Cuando nos sentamos en una mesa al aire libre, en una fonda de la avenida de los Campos Elíseos, a unas cuantas cuadras del Arco del Triunfo, pedimos que nos sirvieran algo que mitigara la sed por la larga caminata de todo el largo de la avenida, desde el inicio en la plaza de la Concordia, hasta el redondel del Arco del Triunfo. Cuando nos dieron la carta de lo que podíamos pedir, nos deslumbró que era más cómodo el precio de un vaso de vino, que el de una Coca-Cola pequeña, que tenía un precio de diez dólares. Así que pedimos una garrafa de vino de casa, unos baguetes con jamón y como el ambiente estaba fresco por los ligeros vientos otoñales, entre plática y plática consumimos cuatro garrafas.

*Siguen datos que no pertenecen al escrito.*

//! In-memory workbook model with merged-region geometry.
//!
//! Decoding happens once per parse: the workbook is read top-to-bottom into
//! dense string grids and the underlying reader is dropped before any engine
//! touches the data. Engines therefore operate on plain data and can be
//! tested without spreadsheet bytes.

use std::collections::HashMap;
use std::io::Cursor;
use std::path::Path;

use calamine::{Data, Reader, Xlsx};

use crate::error::{GridformError, Result};

/// A rectangular merged-cell span in absolute sheet coordinates (inclusive).
///
/// Only the top-left cell of a span carries a value; every other cell in the
/// span is blank in the raw grid and resolves to that value.
#[derive(Debug, Clone, Copy, PartialEq, Eq)]
pub struct MergedRegion {
    pub first_row: usize,
    pub last_row: usize,
    pub first_col: usize,
    pub last_col: usize,
}

impl MergedRegion {
    /// Whether the given absolute cell position lies inside this span.
    pub fn contains(&self, row: usize, col: usize) -> bool {
        row >= self.first_row && row <= self.last_row && col >= self.first_col && col <= self.last_col
    }
}

/// A single decoded sheet: dense cell grid plus merged-region list.
///
/// Coordinates are absolute (row 0 = first sheet row), matching the merged
/// region geometry reported by the container format.
#[derive(Debug, Clone, Default)]
pub struct SheetGrid {
    /// Cell values in row-major order. Rows are uniform width.
    pub rows: Vec<Vec<String>>,
    /// Merged-cell spans, in document order.
    pub merged: Vec<MergedRegion>,
}

impl SheetGrid {
    /// Create a grid from raw cell values and merged spans.
    pub fn new(rows: Vec<Vec<String>>, merged: Vec<MergedRegion>) -> Self {
        Self { rows, merged }
    }

    /// Number of rows, including any header rows.
    pub fn height(&self) -> usize {
        self.rows.len()
    }

    /// Width of the widest row.
    pub fn width(&self) -> usize {
        self.rows.iter().map(|r| r.len()).max().unwrap_or(0)
    }

    /// Raw cell value at an absolute position; empty string out of bounds.
    pub fn value(&self, row: usize, col: usize) -> &str {
        self.rows
            .get(row)
            .and_then(|r| r.get(col))
            .map(|s| s.as_str())
            .unwrap_or("")
    }

    /// Merged-aware cell value: if the position lies inside a merged span,
    /// the span's first cell carries the value for the whole span.
    pub fn effective_value(&self, row: usize, col: usize) -> &str {
        match self.merged.iter().find(|region| region.contains(row, col)) {
            Some(region) => self.value(region.first_row, region.first_col),
            None => self.value(row, col),
        }
    }

    /// A row is empty when every raw cell in it is blank after trimming.
    pub fn is_row_empty(&self, row: usize) -> bool {
        match self.rows.get(row) {
            Some(cells) => cells.iter().all(|c| c.trim().is_empty()),
            None => true,
        }
    }

    /// Broadcast each merged span's first-cell value (trimmed) to every
    /// column the span covers. Later spans overwrite earlier ones.
    ///
    /// Used for header resolution: a merged primary header spanning columns
    /// 3..=5 labels all three columns.
    pub fn merged_values_by_column(&self) -> HashMap<usize, String> {
        let mut by_column = HashMap::new();
        for region in &self.merged {
            let value = self.value(region.first_row, region.first_col).trim().to_string();
            for col in region.first_col..=region.last_col {
                by_column.insert(col, value.clone());
            }
        }
        by_column
    }
}

/// A fully decoded workbook: one [`SheetGrid`] per sheet, in workbook order.
#[derive(Debug, Clone, Default)]
pub struct WorkbookData {
    pub sheets: Vec<SheetGrid>,
}

impl WorkbookData {
    /// Decode a workbook from a file on disk.
    pub fn from_path(path: impl AsRef<Path>) -> Result<Self> {
        let path = path.as_ref();
        let bytes = std::fs::read(path).map_err(|e| GridformError::Io {
            path: path.to_path_buf(),
            source: e,
        })?;
        Self::from_bytes(&bytes)
    }

    /// Decode a workbook from raw bytes.
    pub fn from_bytes(bytes: &[u8]) -> Result<Self> {
        let cursor = Cursor::new(bytes.to_vec());
        let mut workbook: Xlsx<_> = Xlsx::new(cursor)?;
        workbook.load_merged_regions()?;

        let sheet_names = workbook.sheet_names().to_vec();
        let merged_regions: Vec<(String, MergedRegion)> = workbook
            .merged_regions()
            .iter()
            .map(|(sheet, _, dimensions)| {
                (
                    sheet.clone(),
                    MergedRegion {
                        first_row: dimensions.start.0 as usize,
                        last_row: dimensions.end.0 as usize,
                        first_col: dimensions.start.1 as usize,
                        last_col: dimensions.end.1 as usize,
                    },
                )
            })
            .collect();

        let mut sheets = Vec::with_capacity(sheet_names.len());
        for name in &sheet_names {
            let range = workbook.worksheet_range(name)?;
            let rows = match range.end() {
                Some((end_row, end_col)) => {
                    let height = end_row as usize + 1;
                    let width = end_col as usize + 1;
                    (0..height)
                        .map(|r| {
                            (0..width)
                                .map(|c| {
                                    range
                                        .get_value((r as u32, c as u32))
                                        .map(render_cell)
                                        .unwrap_or_default()
                                })
                                .collect()
                        })
                        .collect()
                }
                None => Vec::new(),
            };

            let merged = merged_regions
                .iter()
                .filter(|(sheet, _)| sheet == name)
                .map(|(_, region)| *region)
                .collect();

            sheets.push(SheetGrid::new(rows, merged));
        }

        Ok(Self { sheets })
    }

    /// Sheet by zero-based index.
    pub fn sheet(&self, index: usize) -> Option<&SheetGrid> {
        self.sheets.get(index)
    }

    pub fn sheet_count(&self) -> usize {
        self.sheets.len()
    }
}

/// Render a decoded cell as a string.
///
/// Numeric cells with an integral value keep a trailing `.0`, the same
/// presentation the upstream decoder produced for numeric cells, which the
/// grouping engine strips on ingest. Error cells render as blank.
pub fn render_cell(data: &Data) -> String {
    match data {
        Data::String(s) => s.clone(),
        Data::Float(f) => {
            if f.is_finite() && f.fract() == 0.0 {
                format!("{f:.1}")
            } else {
                f.to_string()
            }
        }
        Data::Int(i) => i.to_string(),
        Data::Bool(b) => b.to_string(),
        Data::DateTime(dt) => dt
            .as_datetime()
            .map(|d| d.to_string())
            .unwrap_or_else(|| dt.as_f64().to_string()),
        Data::DateTimeIso(s) | Data::DurationIso(s) => s.clone(),
        Data::Error(_) | Data::Empty => String::new(),
    }
}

Al levantarnos de la mesa para seguir la caminata, me di cuenta que en el centro de la mesa, medio cubierta por un florero, alguien había dejado olvidada una pipa, adornada con un anillo de oro de veintiún quilates. La pipa ya estaba usada porque donde se quema el tabaco se notaba el carbón que produce la braza del tabaco. Seguramente algún parroquiano la había olvidado y yo tuve la suerte de apropiármela indebidamente y no entregarla a la administración de la fonda, como era lo correcto, por si el dueño llegaba a reclamarla. Pero, como yo era un pobre chapín deslumbrado al caminar por esa histórica avenida, donde estaban las huellas de César Vallejo, de Enrique Gómez Carrillo, de Miguel Ángel Asturias, de Cortázar, de García Márquez, de Maupassant, de Baudelaire y tantos escritores famosos que se consagraron produciendo grandes obras de la literatura universal, bebiendo vino en bares obscuros y deambulando por las entreveradas callecitas de la Ciudad Luz.

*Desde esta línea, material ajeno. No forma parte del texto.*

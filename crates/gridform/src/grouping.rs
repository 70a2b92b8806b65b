//! Folds flat data rows into grouped dataset records.
//!
//! Group boundaries are signaled only by the group-key column: a non-blank
//! value that differs (case-insensitively) from the last one seen starts a
//! new record; a blank value (typically a merged span continuing from the
//! row above) extends the current record.

use indexmap::IndexMap;
use once_cell::sync::Lazy;
use regex::Regex;
use serde::{Deserialize, Serialize};

use crate::input::SheetGrid;
use crate::matching::normalize_name;
use crate::schema::SchemaModel;

/// Numeric cells decode with a trailing `.0`; stripped before storage.
static NUMERIC_ARTIFACT: Lazy<Regex> = Lazy::new(|| Regex::new(r"^\d+\.0$").unwrap());

/// One accumulated child attribute of a grouped record.
#[derive(Debug, Clone, PartialEq, Eq, Serialize, Deserialize)]
pub struct AttributePair {
    pub name: String,
    pub description: String,
}

/// A logical record reconstructed from one or more contributing rows.
#[derive(Debug, Clone, PartialEq, Serialize, Deserialize)]
pub struct GroupedRecord {
    /// Resolved group identity: trimmed, case preserved for display.
    pub group_key: String,
    /// Regular field values keyed by the column's template spelling.
    /// Later contributing rows overwrite earlier ones (last write wins).
    pub fields: IndexMap<String, String>,
    /// Child attributes in row-encounter order, one per contributing row.
    pub children: Vec<AttributePair>,
}

impl GroupedRecord {
    fn new(group_key: String) -> Self {
        Self {
            group_key,
            fields: IndexMap::new(),
            children: Vec::new(),
        }
    }
}

/// Fold the sheet's data rows into grouped records.
///
/// `data_start_row` is the sample-derived header height; scanning begins at
/// the row after it. When the schema resolves no special roles, or the
/// group-key column is absent from the mapping, no record can ever start
/// and the result is empty. That is a defined outcome, not an error.
pub fn group_records(
    grid: &SheetGrid,
    schema: &SchemaModel,
    mapping: &IndexMap<String, usize>,
    data_start_row: usize,
) -> Vec<GroupedRecord> {
    let mut records: Vec<GroupedRecord> = Vec::new();

    let Some(bindings) = schema.role_bindings() else {
        return records;
    };

    let group_col = mapping.get(&normalize_name(&bindings.group_key_field)).copied();
    let attr_col = mapping.get(&normalize_name(&bindings.attribute_name_field)).copied();
    let attr_desc_col = mapping
        .get(&normalize_name(&bindings.attribute_description_field))
        .copied();

    // The group-key column is not excluded: its value is a regular field
    // of the record as well as the grouping signal.
    let attribute_fields = [
        normalize_name(&bindings.attribute_name_field),
        normalize_name(&bindings.attribute_description_field),
    ];

    let mut last_group_key = String::new();

    for row in (data_start_row + 1)..grid.height() {
        if grid.is_row_empty(row) {
            continue;
        }

        let group_key = effective(grid, row, group_col).trim().to_string();

        if !group_key.is_empty() && group_key.to_lowercase() != last_group_key.to_lowercase() {
            log::debug!("new record detected at row {row}: {group_key}");
            records.push(GroupedRecord::new(group_key.clone()));
            last_group_key = group_key;
        }

        let Some(current) = records.last_mut() else {
            // Continuation row before any record started; nothing to extend.
            continue;
        };

        for (normalized, &col) in mapping {
            if attribute_fields.iter().any(|f| f == normalized) {
                continue;
            }
            let value = clean_numeric_value(effective(grid, row, Some(col)));
            current.fields.insert(schema.original_name(normalized).to_string(), value);
        }

        // One pair per contributing row, even when both halves are blank.
        current.children.push(AttributePair {
            name: effective(grid, row, attr_col).trim().to_string(),
            description: effective(grid, row, attr_desc_col).trim().to_string(),
        });
    }

    log::info!("total records parsed: {}", records.len());
    records
}

/// Strip the decoder's `.0` suffix from integral numeric values.
pub fn clean_numeric_value(value: &str) -> String {
    if NUMERIC_ARTIFACT.is_match(value) {
        value[..value.len() - 2].to_string()
    } else {
        value.trim().to_string()
    }
}

fn effective<'a>(grid: &'a SheetGrid, row: usize, col: Option<usize>) -> &'a str {
    match col {
        Some(col) => grid.effective_value(row, col),
        None => "",
    }
}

La verdad es que yo nunca he fumado tabaco en pipa ni sé qué clase de tabaco utilizar para andar sacando humo como las locomotoras de antaño; pero, se me presentó la ocasión de tener una pipa en mi bolsillo y hasta compré un sobre de un fino tabaco que el humo olía a chocolate. Mápletonera la marca. Y esa provisión me tardó como veinte años, aunque a veces lucía la pipa sin nada de tabaco, sólo para presumir de ser un figurón diplomático o un burgués venido a menos. De eso hace como cuarenta años y la pipa ha estado todo ese tiempo adornando la estantería de mis libros.

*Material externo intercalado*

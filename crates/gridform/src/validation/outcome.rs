//! Validation result and file metadata.

use chrono::{DateTime, Utc};
use serde::ser::{Serialize, SerializeStruct, Serializer};
use serde::Deserialize;

/// Metadata about the validated file.
#[derive(Debug, Clone, serde::Serialize, Deserialize)]
pub struct FileMetadata {
    /// File name without path.
    pub file_name: String,
    /// Number of columns resolved from the uploaded header region.
    pub column_count: usize,
    /// Number of sampled data rows.
    pub row_count: usize,
    /// SHA-256 hash of the uploaded bytes, when they could be read.
    #[serde(default, skip_serializing_if = "Option::is_none")]
    pub hash: Option<String>,
    /// When the validation was performed.
    pub validated_at: DateTime<Utc>,
}

impl FileMetadata {
    pub fn new() -> Self {
        Self {
            file_name: String::new(),
            column_count: 0,
            row_count: 0,
            hash: None,
            validated_at: Utc::now(),
        }
    }
}

impl Default for FileMetadata {
    fn default() -> Self {
        Self::new()
    }
}

/// Accumulated result of a whole-file validation run.
///
/// Validity is not stored: `is_valid()` is derived from the error list, so
/// no boolean can ever disagree with it. Serialization emits a `valid`
/// field computed the same way.
#[derive(Debug, Clone, Default)]
pub struct ValidationOutcome {
    errors: Vec<String>,
    metadata: FileMetadata,
}

impl ValidationOutcome {
    pub fn new() -> Self {
        Self {
            errors: Vec::new(),
            metadata: FileMetadata::new(),
        }
    }

    /// Record a validation error.
    pub fn add_error(&mut self, error: impl Into<String>) {
        self.errors.push(error.into());
    }

    /// Valid iff no errors were recorded.
    pub fn is_valid(&self) -> bool {
        self.errors.is_empty()
    }

    /// Error messages in the order they were recorded.
    pub fn errors(&self) -> &[String] {
        &self.errors
    }

    pub fn metadata(&self) -> &FileMetadata {
        &self.metadata
    }

    pub fn metadata_mut(&mut self) -> &mut FileMetadata {
        &mut self.metadata
    }
}

impl Serialize for ValidationOutcome {
    fn serialize<S: Serializer>(&self, serializer: S) -> Result<S::Ok, S::Error> {
        let mut state = serializer.serialize_struct("ValidationOutcome", 3)?;
        state.serialize_field("valid", &self.is_valid())?;
        state.serialize_field("errors", &self.errors)?;
        state.serialize_field("metadata", &self.metadata)?;
        state.end()
    }
}

#[cfg(test)]
mod tests {
    use super::*;

    #[test]
    fn test_validity_tracks_error_list() {
        let mut outcome = ValidationOutcome::new();
        assert!(outcome.is_valid());

        outcome.add_error("something went wrong");
        assert!(!outcome.is_valid());
        assert_eq!(outcome.errors(), ["something went wrong"]);
    }

    #[test]
    fn test_serialized_valid_field_derives_from_errors() {
        let mut outcome = ValidationOutcome::new();
        outcome.metadata_mut().file_name = "upload.xlsx".to_string();

        let value = serde_json::to_value(&outcome).unwrap();
        assert_eq!(value["valid"], serde_json::json!(true));
        assert_eq!(value["metadata"]["file_name"], serde_json::json!("upload.xlsx"));

        outcome.add_error("bad");
        let value = serde_json::to_value(&outcome).unwrap();
        assert_eq!(value["valid"], serde_json::json!(false));
        assert_eq!(value["errors"], serde_json::json!(["bad"]));
    }
}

Un mediodía, a la hora de la siesta, todo adormitado, regresé a esa fonda de París en donde hallé la pipa y en la misma mesa me encontré a un señor ya entrado en años, luciendo un abrigo de invierno y tocándose todas las bolsas del abrigo, de la camisa y del pantalón, dando la sensación que algo había perdido. Intrigado me le acerqué y le pregunté si había extraviado algo personal y me contestó, en español, que había olvidado su pipa. Ya en confianza, me contó que era originario de Andalucía y que por ser republicano estaba exiliado en París desde 1939, cuando Franco se encaramó en el poder. Entonces saqué la pipa de mi bolsillo y se la entregué. El buen señor, muy contento, me dio un abrazo, se despidió y se perdió entre los callejones de París. La siesta tardó como veinte minutos y al despertar me di cuenta que todo había sido el cumplimiento de una obligación, solo que soñada, pues la pipa estaba en el mismo lugar de la estantería de mis libros y aún sigue allí.